Durant cette époque peu glorieuse de la « Guerre du saumon » les militants de la Ligue ont fait, à mon sens, un travail remarquable. Ils l’ont fait à contre-courant d’une certaine opinion publique.

[…] Le ministre québécois du Loisir, de la Chasse et de la Pêche de l’époque, Lucien Lessard, avait ordonné une opération d’envergure dans la communauté de Listuguj et sur la rivière Restigouche afin d’y saisir les filets des pêcheurs micmacs qui s’adonnaient à une pêche au saumon jugée illégale. Cinq cents policiers et agents de conservation de la faune avaient envahi la communauté, suspendu les pouvoirs du conseil de bande, procédé à des arrestations et à des saisies de filet. La petite communauté micmaque était alors en état de choc. Sans hésiter, la LDL avait nolisé un avion pour se rendre d’urgence à l’assemblée publique qui se tenait à Listuguj pour recueillir les témoignages bouleversants des femmes de la Réserve. Rémi était alors intervenu, au côté des militants de la LDL, du CANA et du Mouvement québécois contre le racisme, pour appuyer les Innu-e-s de la Côte-Nord dans leur lutte pour préserver leur droit de pêche.

Pierre Lepage

 


[1] Extraits adaptés d’un témoignage de Pierre Lepage, paru dans LDL, « Au Cœur des luttes 1963-2013 », revue Printemps 2013, p. 57-59. L’implication de la Ligue dans la Guerre du saumon.
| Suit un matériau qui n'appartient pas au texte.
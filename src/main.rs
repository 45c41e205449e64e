//! rsruleset 命令行入口
use anyhow::Context;
use clap::{Parser, Subcommand};
use rsruleset::{
    CancelHandle, CancelSignal, ClassifyMode, CustomConfigBuilder, LineClassifier, Pipeline, PipelineConfig,
    Scheduler,
};
use rsruleset_engine::RuleLine;
use std::path::{Path, PathBuf};
use std::sync::Arc;
use tracing_subscriber::EnvFilter;

#[derive(Parser, Debug)]
#[command(name = "rsruleset", version, about = "代理规则集聚合、多方言转换与统一合并工具")]
struct Cli {
    #[command(subcommand)]
    command: Command,

    /// JSON 配置文件
    #[arg(short = 'c', long, global = true, default_value = "rsruleset.json")]
    config: PathBuf,

    /// 覆盖输出目录
    #[arg(short = 'o', long, global = true)]
    output: Option<PathBuf>,

    /// 跳过压缩编译阶段
    #[arg(long, global = true)]
    no_compile: bool,

    /// 覆盖规则编译器路径
    #[arg(long, global = true, value_name = "PATH")]
    compiler: Option<PathBuf>,

    /// 合并阶段保留域名的 `+.` 通配前缀
    #[arg(long, global = true)]
    propagate_wildcard: bool,

    /// 日志详细程度（-v 为 debug，-vv 为 trace）
    #[arg(short = 'v', long, action = clap::ArgAction::Count, global = true)]
    verbose: u8,
}

#[derive(Subcommand, Debug)]
enum Command {
    /// 执行一次完整运行
    Run,
    /// 常驻运行，按配置周期调度，Ctrl-C 退出
    Daemon,
    /// 对单个规则文件逐行分类并输出 `分段\t值`
    Classify {
        file: PathBuf,
        /// 使用宽松模式（不报格式错误）
        #[arg(long)]
        lenient: bool,
    },
}

#[tokio::main]
async fn main() -> anyhow::Result<()> {
    let cli = Cli::parse();
    init_logging(cli.verbose);

    match &cli.command {
        Command::Run => {
            let pipeline = Pipeline::new(load_config(&cli)?);
            let (handle, signal) = CancelSignal::new();
            shutdown_on_ctrl_c(handle);
            let report = pipeline.run(&signal).await?;
            tracing::info!(elapsed = ?report.elapsed, "运行完成");
        }
        Command::Daemon => {
            let scheduler = Scheduler::new(Arc::new(Pipeline::new(load_config(&cli)?)));
            let (handle, signal) = CancelSignal::new();
            shutdown_on_ctrl_c(handle);
            scheduler.run_until_shutdown(signal).await;
        }
        Command::Classify { file, lenient } => classify(file, *lenient).await?,
    }
    Ok(())
}

fn init_logging(verbose: u8) {
    let filter = match verbose {
        0 => EnvFilter::try_from_default_env().unwrap_or_else(|_| EnvFilter::new("info")),
        1 => EnvFilter::new("debug"),
        _ => EnvFilter::new("trace"),
    };
    // 同时安装 log -> tracing 桥接，库内的 log 记录也会输出
    if let Err(e) = tracing_subscriber::fmt().with_env_filter(filter).with_target(false).try_init() {
        eprintln!("日志初始化失败：{e}");
    }
}

/// 读取配置文件并应用命令行覆盖
fn load_config(cli: &Cli) -> anyhow::Result<PipelineConfig> {
    let config = PipelineConfig::from_file(&cli.config)
        .with_context(|| format!("加载配置失败：{}", cli.config.display()))?;

    let mut builder = CustomConfigBuilder::from_config(config);
    if let Some(output) = &cli.output {
        builder = builder.output_root(output);
    }
    if cli.no_compile {
        builder = builder.compiler_enabled(false);
    }
    if let Some(program) = &cli.compiler {
        builder = builder.compiler_program(program);
    }
    if cli.propagate_wildcard {
        builder = builder.propagate_wildcard(true);
    }

    let config = builder.build();
    config.validate()?;
    Ok(config)
}

fn shutdown_on_ctrl_c(handle: CancelHandle) {
    tokio::spawn(async move {
        if tokio::signal::ctrl_c().await.is_ok() {
            tracing::warn!("收到退出信号，正在取消当前运行");
            handle.cancel();
        }
    });
}

async fn classify(file: &Path, lenient: bool) -> anyhow::Result<()> {
    let mode = if lenient { ClassifyMode::Lenient } else { ClassifyMode::Strict };
    let classifier = LineClassifier::new(mode);
    let content = tokio::fs::read_to_string(file)
        .await
        .with_context(|| format!("读取规则文件失败：{}", file.display()))?;

    for (idx, text) in content.lines().enumerate() {
        let classified = classifier
            .classify(&RuleLine::new(text, file))
            .with_context(|| format!("{}:{}", file.display(), idx + 1))?;
        if let Some(line) = classified {
            println!("{}\t{}", line.bucket, line.value);
        }
    }
    Ok(())
}
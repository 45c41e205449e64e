//! 规则源目录遍历：`<root>/<group>/<file>` → (分类, 文件路径)
use crate::config::SourceTree;
use crate::error::{RsResult, RulesetError};
use crate::fs_util::{sorted_dirs, sorted_files};
use log::trace;
use rsruleset_engine::Category;
use std::path::PathBuf;

/// 待处理的规则文件
#[derive(Debug, Clone, PartialEq, Eq)]
pub struct RuleFile {
    pub category: Category,
    pub path: PathBuf,
}

/// 规则源目录遍历器
pub struct SourceTreeWalker<'a> {
    tree: &'a SourceTree,
}

impl<'a> SourceTreeWalker<'a> {
    pub fn new(tree: &'a SourceTree) -> Self {
        Self { tree }
    }

    /// 枚举所有规则文件（规则组、文件均按名称排序）
    ///
    /// 只看根目录下一层的规则组目录及其中直接包含的文件。
    pub fn rule_files(&self) -> RsResult<Vec<RuleFile>> {
        let root = &self.tree.root;
        if !root.is_dir() {
            return Err(RulesetError::SourceRootMissing(root.clone()));
        }

        let mut files = Vec::new();
        for group_dir in sorted_dirs(root)? {
            let Some(group) = group_dir.file_name().and_then(|n| n.to_str()) else {
                continue;
            };
            for path in sorted_files(&group_dir)? {
                let Some(file_name) = path.file_name().and_then(|n| n.to_str()) else {
                    continue;
                };
                match Category::resolve(self.tree.provenance, group, file_name) {
                    Some(category) => files.push(RuleFile { category, path }),
                    None => trace!("跳过非规则文件：{}", path.display()),
                }
            }
        }
        Ok(files)
    }
}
Pierre Lepage est anthropologue de formation et a été agent d’éducation à la Commission des droits de la personne et des droits de la jeunesse (CDPDJ).

[2] La résistance des Montagnais à l’usurpation des rivières à saumon par les Euro-canadiens du 17e au 20e siècle.

[3] Comité pour la défense des droits des autochtones, Ligue des droits et libertés, Montréal, 1979.